É uma responsabilidade. Igual precisamos comer, a gente também precisa cuidar para que as crianças não passem por isso, que elas não tenham sua infância roubada, ou seus passos roubados.
Dependendo grau da doença, pode atingir os músculos do diafragma e a criança pode não respirar mais.
Minha filha foi vacinada. Fico atento a todas as vacinas. É de graça, então, vai lá. Se você não vacina [seus filhos], isso é uma grande prova de falta de amor, de que você não está presente na vida deles. É uma falta de cuidado extrema."
Entenda a poliomielite
É uma doença contagiosa provocada pelo poliovírus. A infecção pode ocorrer com crianças e adultos por meio do contato direto com fezes ou secreções eliminadas pela boca das pessoas doentes e provocar ou não paralisia. Os membros inferiores são os mais atingidos quando há caso de paralisia muscular (mais graves).
Sintomas da doença envolvem dor de cabeça, cansaço (mal-estar) e febre. São sinais parecidos aos de uma virose, explica Sheila Homsani, diretora médica de vacinas na Sanofi Brasil.
Algumas pessoas evoluem para formas paralíticas, quando ocorre a falta de movimento de membros, ou para o óbito.

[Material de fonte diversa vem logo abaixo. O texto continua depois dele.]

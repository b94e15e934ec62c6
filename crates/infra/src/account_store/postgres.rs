//! Postgres-backed account directory.
//!
//! ## Error Mapping
//!
//! | SQLx Error | PostgreSQL Error Code | StoreError |
//! |------------|----------------------|------------|
//! | Database (unique violation) | `23505` | `Conflict` |
//! | Database (other) | Any other | `Backend` |
//! | PoolClosed / Other | N/A | `Backend` |
//!
//! ## Atomicity
//!
//! `create_or_fetch` and `update` run inside a transaction that locks the rows
//! they read (`FOR UPDATE`). A racing insert that slips past the lock still hits
//! the unique indexes on `username`/`email` and is resolved by re-reading.

use std::sync::Arc;

use async_trait::async_trait;
use chrono::{DateTime, Utc};
use sqlx::postgres::{PgPoolOptions, PgRow};
use sqlx::{PgPool, Postgres, Row, Transaction};
use tracing::{Span, instrument};

use critica_auth::{
    Account, ConfirmationSecret, Email, NewAccount, PendingConfirmation, ProfileChanges, Role, Username,
};
use critica_core::AccountId;

use super::{AccountStore, SignupMatch, StoreError, check_rename, classify_signup};

const SCHEMA: &str = r#"
CREATE TABLE IF NOT EXISTS accounts (
    id                      UUID PRIMARY KEY,
    username                TEXT NOT NULL UNIQUE,
    email                   TEXT NOT NULL UNIQUE,
    role                    TEXT NOT NULL DEFAULT 'user',
    staff                   BOOLEAN NOT NULL DEFAULT FALSE,
    first_name              TEXT NOT NULL DEFAULT '',
    last_name               TEXT NOT NULL DEFAULT '',
    bio                     TEXT NOT NULL DEFAULT '',
    confirmation_secret     TEXT NULL,
    confirmation_issued_at  TIMESTAMPTZ NULL,
    created_at              TIMESTAMPTZ NOT NULL DEFAULT NOW()
)
"#;

const ACCOUNT_COLUMNS: &str = "id, username, email, role, staff, first_name, last_name, bio, \
                               confirmation_secret, confirmation_issued_at, created_at";

/// Postgres-backed [`AccountStore`].
///
/// Uses the SQLx connection pool, which is `Send + Sync` and shared via `Arc`.
#[derive(Debug, Clone)]
pub struct PostgresAccountStore {
    pool: Arc<PgPool>,
}

impl PostgresAccountStore {
    pub fn new(pool: PgPool) -> Self {
        Self { pool: Arc::new(pool) }
    }

    /// Open a pool against `url` and make sure the schema exists.
    pub async fn connect(url: &str) -> Result<Self, StoreError> {
        let pool = PgPoolOptions::new()
            .max_connections(10)
            .connect(url)
            .await
            .map_err(|e| map_sqlx_error("connect", e))?;

        let store = Self::new(pool);
        store.ensure_schema().await?;
        Ok(store)
    }

    /// Create the `accounts` table if it is missing.
    pub async fn ensure_schema(&self) -> Result<(), StoreError> {
        sqlx::query(SCHEMA)
            .execute(&*self.pool)
            .await
            .map_err(|e| map_sqlx_error("ensure_schema", e))?;
        Ok(())
    }

    async fn fetch_one_where(&self, clause: &str, value: &str, operation: &str) -> Result<Option<Account>, StoreError> {
        let sql = format!("SELECT {ACCOUNT_COLUMNS} FROM accounts WHERE {clause}");
        let row = sqlx::query(&sql)
            .bind(value)
            .fetch_optional(&*self.pool)
            .await
            .map_err(|e| map_sqlx_error(operation, e))?;

        row.as_ref().map(account_from_row).transpose()
    }

    async fn insert_row(
        tx: &mut Transaction<'_, Postgres>,
        account: &Account,
    ) -> Result<(), sqlx::Error> {
        sqlx::query(
            r#"
            INSERT INTO accounts (
                id, username, email, role, staff, first_name, last_name, bio, created_at
            )
            VALUES ($1, $2, $3, $4, $5, $6, $7, $8, $9)
            "#,
        )
        .bind(account.id.as_uuid())
        .bind(account.username.as_str())
        .bind(account.email.as_str())
        .bind(account.role.as_str())
        .bind(account.staff)
        .bind(&account.first_name)
        .bind(&account.last_name)
        .bind(&account.bio)
        .bind(account.created_at)
        .execute(&mut **tx)
        .await
        .map(|_| ())
    }
}

/// Accounts currently holding `username` or `email`, locked for the transaction.
async fn lock_matches(
    tx: &mut Transaction<'_, Postgres>,
    username: &Username,
    email: &Email,
) -> Result<(Option<Account>, Option<Account>), StoreError> {
    let sql = format!("SELECT {ACCOUNT_COLUMNS} FROM accounts WHERE username = $1 OR email = $2 FOR UPDATE");
    let rows = sqlx::query(&sql)
        .bind(username.as_str())
        .bind(email.as_str())
        .fetch_all(&mut **tx)
        .await
        .map_err(|e| map_sqlx_error("lock_matches", e))?;

    let mut by_username = None;
    let mut by_email = None;
    for row in &rows {
        let account = account_from_row(row)?;
        if &account.username == username {
            by_username = Some(account.clone());
        }
        if &account.email == email {
            by_email = Some(account);
        }
    }
    Ok((by_username, by_email))
}

#[async_trait]
impl AccountStore for PostgresAccountStore {
    #[instrument(skip(self), fields(account_id = %id), err)]
    async fn find_by_id(&self, id: AccountId) -> Result<Option<Account>, StoreError> {
        let sql = format!("SELECT {ACCOUNT_COLUMNS} FROM accounts WHERE id = $1");
        let row = sqlx::query(&sql)
            .bind(id.as_uuid())
            .fetch_optional(&*self.pool)
            .await
            .map_err(|e| map_sqlx_error("find_by_id", e))?;

        row.as_ref().map(account_from_row).transpose()
    }

    #[instrument(skip(self), fields(username = %username), err)]
    async fn find_by_username(&self, username: &Username) -> Result<Option<Account>, StoreError> {
        self.fetch_one_where("username = $1", username.as_str(), "find_by_username")
            .await
    }

    #[instrument(skip(self), fields(username = %username), err)]
    async fn find_by_username_and_email(
        &self,
        username: &Username,
        email: &Email,
    ) -> Result<Option<Account>, StoreError> {
        let found = self.find_by_username(username).await?;
        Ok(found.filter(|a| &a.email == email))
    }

    #[instrument(skip(self, new), fields(username = %new.username, outcome = tracing::field::Empty), err)]
    async fn create_or_fetch(&self, new: NewAccount, now: DateTime<Utc>) -> Result<Account, StoreError> {
        let span = Span::current();
        let mut tx = self
            .pool
            .begin()
            .await
            .map_err(|e| map_sqlx_error("begin_transaction", e))?;

        let (by_username, by_email) = lock_matches(&mut tx, &new.username, &new.email).await?;
        let account = match classify_signup(by_username.as_ref(), by_email.as_ref()) {
            SignupMatch::Existing(account) => {
                span.record("outcome", "existing");
                return Ok(account);
            }
            SignupMatch::Conflict(msg) => return Err(StoreError::Conflict(msg)),
            SignupMatch::Fresh => Account::create(new, now),
        };

        match Self::insert_row(&mut tx, &account).await {
            Ok(()) => {}
            Err(e) if is_unique_violation(&e) => {
                // Lost a race with a concurrent sign-up; the winner is visible now.
                tx.rollback()
                    .await
                    .map_err(|e| map_sqlx_error("rollback", e))?;
                return match self
                    .find_by_username_and_email(&account.username, &account.email)
                    .await?
                {
                    Some(existing) => Ok(existing),
                    None => Err(StoreError::Conflict(
                        "username or email is already registered".into(),
                    )),
                };
            }
            Err(e) => return Err(map_sqlx_error("insert_account", e)),
        }

        tx.commit()
            .await
            .map_err(|e| map_sqlx_error("commit_transaction", e))?;
        span.record("outcome", "created");
        Ok(account)
    }

    #[instrument(skip(self, pending), fields(account_id = %id), err)]
    async fn rotate_confirmation(
        &self,
        id: AccountId,
        pending: PendingConfirmation,
    ) -> Result<Account, StoreError> {
        let sql = format!(
            "UPDATE accounts SET confirmation_secret = $2, confirmation_issued_at = $3 \
             WHERE id = $1 RETURNING {ACCOUNT_COLUMNS}"
        );
        let row = sqlx::query(&sql)
            .bind(id.as_uuid())
            .bind(pending.secret.expose())
            .bind(pending.issued_at)
            .fetch_optional(&*self.pool)
            .await
            .map_err(|e| map_sqlx_error("rotate_confirmation", e))?;

        match row {
            Some(row) => account_from_row(&row),
            None => Err(StoreError::NotFound),
        }
    }

    #[instrument(skip(self, new), fields(username = %new.username), err)]
    async fn insert(&self, new: NewAccount, now: DateTime<Utc>) -> Result<Account, StoreError> {
        let account = Account::create(new, now);
        let mut tx = self
            .pool
            .begin()
            .await
            .map_err(|e| map_sqlx_error("begin_transaction", e))?;
        Self::insert_row(&mut tx, &account)
            .await
            .map_err(|e| map_sqlx_error("insert_account", e))?;
        tx.commit()
            .await
            .map_err(|e| map_sqlx_error("commit_transaction", e))?;
        Ok(account)
    }

    #[instrument(skip(self), err)]
    async fn list(&self) -> Result<Vec<Account>, StoreError> {
        let sql = format!("SELECT {ACCOUNT_COLUMNS} FROM accounts ORDER BY username ASC");
        let rows = sqlx::query(&sql)
            .fetch_all(&*self.pool)
            .await
            .map_err(|e| map_sqlx_error("list_accounts", e))?;

        rows.iter().map(account_from_row).collect()
    }

    #[instrument(skip(self, changes), fields(account_id = %id), err)]
    async fn update_profile(&self, id: AccountId, changes: ProfileChanges) -> Result<Account, StoreError> {
        let mut tx = self
            .pool
            .begin()
            .await
            .map_err(|e| map_sqlx_error("begin_transaction", e))?;

        let sql = format!("SELECT {ACCOUNT_COLUMNS} FROM accounts WHERE id = $1 FOR UPDATE");
        let row = sqlx::query(&sql)
            .bind(id.as_uuid())
            .fetch_optional(&mut *tx)
            .await
            .map_err(|e| map_sqlx_error("load_for_update", e))?;
        let mut account = match row {
            Some(row) => account_from_row(&row)?,
            None => return Err(StoreError::NotFound),
        };

        if changes.username.is_some() || changes.email.is_some() {
            let username = changes.username.as_ref().unwrap_or(&account.username);
            let email = changes.email.as_ref().unwrap_or(&account.email);
            let (u, e) = lock_matches(&mut tx, username, email).await?;
            check_rename(id, &changes, u.iter().chain(e.iter()))?;
        }

        changes.apply_to(&mut account);

        sqlx::query(
            r#"
            UPDATE accounts SET
                username = $2,
                email = $3,
                role = $4,
                first_name = $5,
                last_name = $6,
                bio = $7
            WHERE id = $1
            "#,
        )
        .bind(id.as_uuid())
        .bind(account.username.as_str())
        .bind(account.email.as_str())
        .bind(account.role.as_str())
        .bind(&account.first_name)
        .bind(&account.last_name)
        .bind(&account.bio)
        .execute(&mut *tx)
        .await
        .map_err(|e| map_sqlx_error("update_account", e))?;

        tx.commit()
            .await
            .map_err(|e| map_sqlx_error("commit_transaction", e))?;
        Ok(account)
    }

    #[instrument(skip(self), fields(username = %username), err)]
    async fn delete(&self, username: &Username) -> Result<(), StoreError> {
        let result = sqlx::query("DELETE FROM accounts WHERE username = $1")
            .bind(username.as_str())
            .execute(&*self.pool)
            .await
            .map_err(|e| map_sqlx_error("delete_account", e))?;

        if result.rows_affected() == 0 {
            return Err(StoreError::NotFound);
        }
        Ok(())
    }
}

// ─────────────────────────────────────────────────────────────────────────────
// Row mapping
// ─────────────────────────────────────────────────────────────────────────────

fn account_from_row(row: &PgRow) -> Result<Account, StoreError> {
    let decode = |e: sqlx::Error| StoreError::Backend(format!("failed to decode account row: {e}"));
    let invalid = |field: &str, e: &dyn std::fmt::Display| {
        StoreError::Backend(format!("stored {field} is invalid: {e}"))
    };

    let username: String = row.try_get("username").map_err(decode)?;
    let email: String = row.try_get("email").map_err(decode)?;
    let role: String = row.try_get("role").map_err(decode)?;
    let secret: Option<String> = row.try_get("confirmation_secret").map_err(decode)?;
    let issued_at: Option<DateTime<Utc>> = row.try_get("confirmation_issued_at").map_err(decode)?;

    let confirmation = match (secret, issued_at) {
        (Some(secret), Some(issued_at)) => Some(PendingConfirmation {
            secret: ConfirmationSecret::from_stored(secret),
            issued_at,
        }),
        _ => None,
    };

    Ok(Account {
        id: AccountId::from_uuid(row.try_get("id").map_err(decode)?),
        username: Username::parse(&username).map_err(|e| invalid("username", &e))?,
        email: Email::parse(&email).map_err(|e| invalid("email", &e))?,
        role: role.parse::<Role>().map_err(|e| invalid("role", &e))?,
        staff: row.try_get("staff").map_err(decode)?,
        first_name: row.try_get("first_name").map_err(decode)?,
        last_name: row.try_get("last_name").map_err(decode)?,
        bio: row.try_get("bio").map_err(decode)?,
        confirmation,
        created_at: row.try_get("created_at").map_err(decode)?,
    })
}

fn map_sqlx_error(operation: &str, err: sqlx::Error) -> StoreError {
    match err {
        sqlx::Error::Database(db_err) => {
            let msg = format!("database error in {}: {}", operation, db_err.message());
            match db_err.code() {
                Some(code) if code.as_ref() == "23505" => {
                    StoreError::Conflict("username or email is already registered".into())
                }
                _ => StoreError::Backend(msg),
            }
        }
        sqlx::Error::PoolClosed => StoreError::Backend(format!("connection pool closed in {operation}")),
        _ => StoreError::Backend(format!("sqlx error in {operation}: {err}")),
    }
}

fn is_unique_violation(err: &sqlx::Error) -> bool {
    if let sqlx::Error::Database(db_err) = err {
        if let Some(code) = db_err.code() {
            return code.as_ref() == "23505";
        }
    }
    false
}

A musculatura passa a não funcionar e, se isso ocorre com o diafragma, por exemplo, a pessoa não consegue respirar.
Sheila Homsani, diretora médica de vacinas na Sanofi Brasil
Recentemente, a vacina contra a doença deixou de ser oral para ser injetável. "Ela protege sem nenhum risco de infecção para desenvolver a doença. Ela é aplicada em quatro doses aqui no Brasil. É importante lembrar que a vacina é a única forma de proteger as pessoas contra a poliomielite. Não existe outra forma", diz a médica.
Vacina injetável é segura e bastante eficaz na proteção contra a poliomielite. Agora, o esquema vacinal será feito exclusivamente com ela. As doses serão administradas aos 2, 4, 6 meses e um reforço será aplicado aos 15 meses.